Authors: Francesca Magri, Roberto Del Bo, Maria Grazia D'Angelo, Monica Sciacco, Sandra Gandossini, Alessandra Govoni, Laura Napoli, Patrizia Ciscato, Francesco Fortunato, Erika Brighina, Sara Bonato, Andreina Bordoni, Valeria Lucchini, Stefania Corti, Maurizio Moggio, Nereo Bresolin, Giacomo Pietro Comi

Journal, date & volume: Neuromuscul. Disord., 2012 Nov , 22, 934-43

PubMed link: http://www.ncbi.nlm.nih.gov/pubmed/22742934


Abstract
Limb-girdle muscular dystrophy (LGMD) 2L, caused by mutations in the anoctamin 5 (ANO5) gene, is the third most common LGMD in Northern and Central Europe, where the c.191dupA mutation causes the majority of cases.

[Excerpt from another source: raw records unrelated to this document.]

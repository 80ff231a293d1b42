// Exercises the end-to-end scenarios a tree-family index must satisfy
// regardless of which buffer it is bound to: split-on-overflow, condense
// on removal, and predicate search (scenarios 1-2).

use flashrtree::{BBox, BufferKind, IndexConfig, Predicate, SpatialIndex, TreeKind};

fn rect(a: f64, b: f64) -> BBox {
    BBox::new(vec![a, a], vec![b, b])
}

fn small_fanout(tree_kind: TreeKind) -> IndexConfig {
    IndexConfig::builder(tree_kind, BufferKind::None)
        .page_size(256)
        .dimensions(2)
        .fan_out_leaf(2, 4)
        .fan_out_internal(2, 4)
        .build()
        .unwrap()
}

#[test]
fn fifth_insert_splits_root_and_search_finds_everything() {
    let mut idx = SpatialIndex::create_in_memory(small_fanout(TreeKind::RTree)).unwrap();
    for (p, (lo, hi)) in [(1, (0.0, 1.0)), (2, (2.0, 3.0)), (3, (4.0, 5.0)), (4, (6.0, 7.0)), (5, (8.0, 9.0))] {
        idx.insert(p, rect(lo, hi)).unwrap();
    }

    let mut found = idx.search(&rect(0.0, 9.0), Predicate::Intersects).unwrap();
    found.sort_unstable();
    assert_eq!(found, vec![1, 2, 3, 4, 5]);

    let none = idx
        .search(&BBox::new(vec![2.5, 2.5], vec![2.6, 2.6]), Predicate::Intersects)
        .unwrap();
    assert!(none.is_empty());
}

#[test]
fn remove_then_equal_search_returns_nothing_and_invariants_hold() {
    let mut idx = SpatialIndex::create_in_memory(small_fanout(TreeKind::RTree)).unwrap();
    for (p, (lo, hi)) in [(1, (0.0, 1.0)), (2, (2.0, 3.0)), (3, (4.0, 5.0)), (4, (6.0, 7.0)), (5, (8.0, 9.0))] {
        idx.insert(p, rect(lo, hi)).unwrap();
    }

    assert!(idx.remove(3, &rect(4.0, 5.0)).unwrap());
    let found = idx.search(&rect(4.0, 5.0), Predicate::Equal).unwrap();
    assert!(found.is_empty());

    let mut remaining = idx.search(&rect(0.0, 9.0), Predicate::Intersects).unwrap();
    remaining.sort_unstable();
    assert_eq!(remaining, vec![1, 2, 4, 5]);
}

#[test]
fn update_moves_a_pointer_to_a_new_geometry() {
    let mut idx = SpatialIndex::create_in_memory(small_fanout(TreeKind::RTree)).unwrap();
    idx.insert(1, rect(0.0, 1.0)).unwrap();
    idx.update(1, &rect(0.0, 1.0), rect(100.0, 101.0)).unwrap();

    assert!(idx.search(&rect(0.0, 1.0), Predicate::Equal).unwrap().is_empty());
    assert_eq!(idx.search(&rect(100.0, 101.0), Predicate::Equal).unwrap(), vec![1]);
}

#[test]
fn intersects_search_matches_iff_bboxes_overlap() {
    let mut idx = SpatialIndex::create_in_memory(small_fanout(TreeKind::RTree)).unwrap();
    idx.insert(1, BBox::new(vec![0.0, 0.0], vec![5.0, 5.0])).unwrap();

    let overlapping = BBox::new(vec![4.0, 4.0], vec![6.0, 6.0]);
    let disjoint = BBox::new(vec![10.0, 10.0], vec![11.0, 11.0]);
    assert_eq!(idx.search(&overlapping, Predicate::Intersects).unwrap(), vec![1]);
    assert!(idx.search(&disjoint, Predicate::Intersects).unwrap().is_empty());
}

#[test]
fn hilbert_tree_round_trips_through_the_facade() {
    let mut idx = SpatialIndex::create_in_memory(small_fanout(TreeKind::HilbertRTree)).unwrap();
    for (p, (lo, hi)) in [(1, (0.0, 1.0)), (2, (2.0, 3.0)), (3, (4.0, 5.0)), (4, (6.0, 7.0)), (5, (8.0, 9.0)), (6, (10.0, 11.0))] {
        idx.insert(p, rect(lo, hi)).unwrap();
    }
    let mut found = idx.search(&rect(0.0, 11.0), Predicate::Intersects).unwrap();
    found.sort_unstable();
    assert_eq!(found, vec![1, 2, 3, 4, 5, 6]);
}
impl Delta {
    pub fn apply(&self, node: &mut Node, dims: usize) {
        match self {
            Delta::Bbox { position, bbox } => super::apply_bbox(node, *position, bbox.clone()),
            Delta::Pointer { position, pointer } => super::apply_pointer(node, *position, *pointer, dims),
            Delta::Lhv { position, lhv } => super::apply_lhv(node, *position, *lhv),
            Delta::Hole { position } => super::apply_hole(node, *position, dims),
        }
    }

    fn encode(&self, dims: usize, buf: &mut Vec<u8>) {
        match self {
            Delta::Bbox { position, bbox } => {
                buf.push(KIND_BBOX);
                buf.extend_from_slice(&(*position as u32).to_le_bytes());
                match bbox {
                    Some(b) => {
                        buf.push(1);
                        for i in 0..dims {
                            buf.extend_from_slice(&b.min[i].to_le_bytes());
                        }
                        for i in 0..dims {
                            buf.extend_from_slice(&b.max[i].to_le_bytes());
                        }
                    }
                    None => buf.push(0),
                }
            }
            Delta::Pointer { position, pointer } => {
                buf.push(KIND_POINTER);
                buf.extend_from_slice(&(*position as u32).to_le_bytes());
                buf.extend_from_slice(&pointer.to_le_bytes());
            }
            Delta::Lhv { position, lhv } => {
                buf.push(KIND_LHV);
                buf.extend_from_slice(&(*position as u32).to_le_bytes());
                buf.extend_from_slice(&lhv.to_le_bytes());
            }
            Delta::Hole { position } => {
                buf.push(KIND_HOLE);
                buf.extend_from_slice(&(*position as u32).to_le_bytes());
            }
        }
    }

    fn decode(buf: &[u8], off: &mut usize, dims: usize) -> Delta {
        let kind = buf[*off];
        *off += 1;
        let position = u32::from_le_bytes(buf[*off..*off + 4].try_into().unwrap()) as usize;
        *off += 4;
        match kind {
            KIND_BBOX => {
                let present = buf[*off];
                *off += 1;
                if present == 1 {
                    let mut min = vec![0.0; dims];
                    for v in min.iter_mut() {
                        *v = f64::from_le_bytes(buf[*off..*off + 8].try_into().unwrap());
                        *off += 8;
                    }
                    let mut max = vec![0.0; dims];
                    for v in max.iter_mut() {
                        *v = f64::from_le_bytes(buf[*off..*off + 8].try_into().unwrap());
                        *off += 8;
                    }
                    Delta::Bbox {
                        position,
                        bbox: Some(BBox::new(min, max)),
                    }
                } else {
                    Delta::Bbox { position, bbox: None }
                }
            }
            KIND_POINTER => {
                let pointer = i32::from_le_bytes(buf[*off..*off + 4].try_into().unwrap());
                *off += 4;
                Delta::Pointer { position, pointer }
            }
            KIND_LHV => {
                let lhv = u64::from_le_bytes(buf[*off..*off + 8].try_into().unwrap());
                *off += 8;
                Delta::Lhv { position, lhv }
            }
            _ => Delta::Hole { position },
        }
    }
}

We evaluated data from 228 Italian LGMD patients to determine the prevalence of LGMD2L and the c.191dupA mutation, and to describe the clinical, muscle biopsy, and magnetic resonance imaging findings in these patients. Forty-three patients who lacked molecular diagnosis were studied for ANO5 mutations, and four novel mutations were found in three probands. Only one proband carried the c.191dupA mutation, which was compound heterozygous with c.2516T>G. Two probands were homozygous for the c.1627dupA and c.397A>T mutations, respectively, while a fourth proband had a compound heterozygous status (c.220C>T and c.1609T>C). Therefore occurrence and molecular epidemiology of LGMD2L in this Italian cohort differed from those observed in other European countries. ANO5 mutations accounted for ∼2% of our sample. Affected patients exhibited benign progression with variable onset and an absence of cardiac and respiratory impairment; muscle biopsy generally showed mild signs, except when performed on the quadriceps muscles; MRI showed predominant involvement of the posterior thigh. Overall these common clinical, morphological and imaging findings could be useful in differential diagnosis.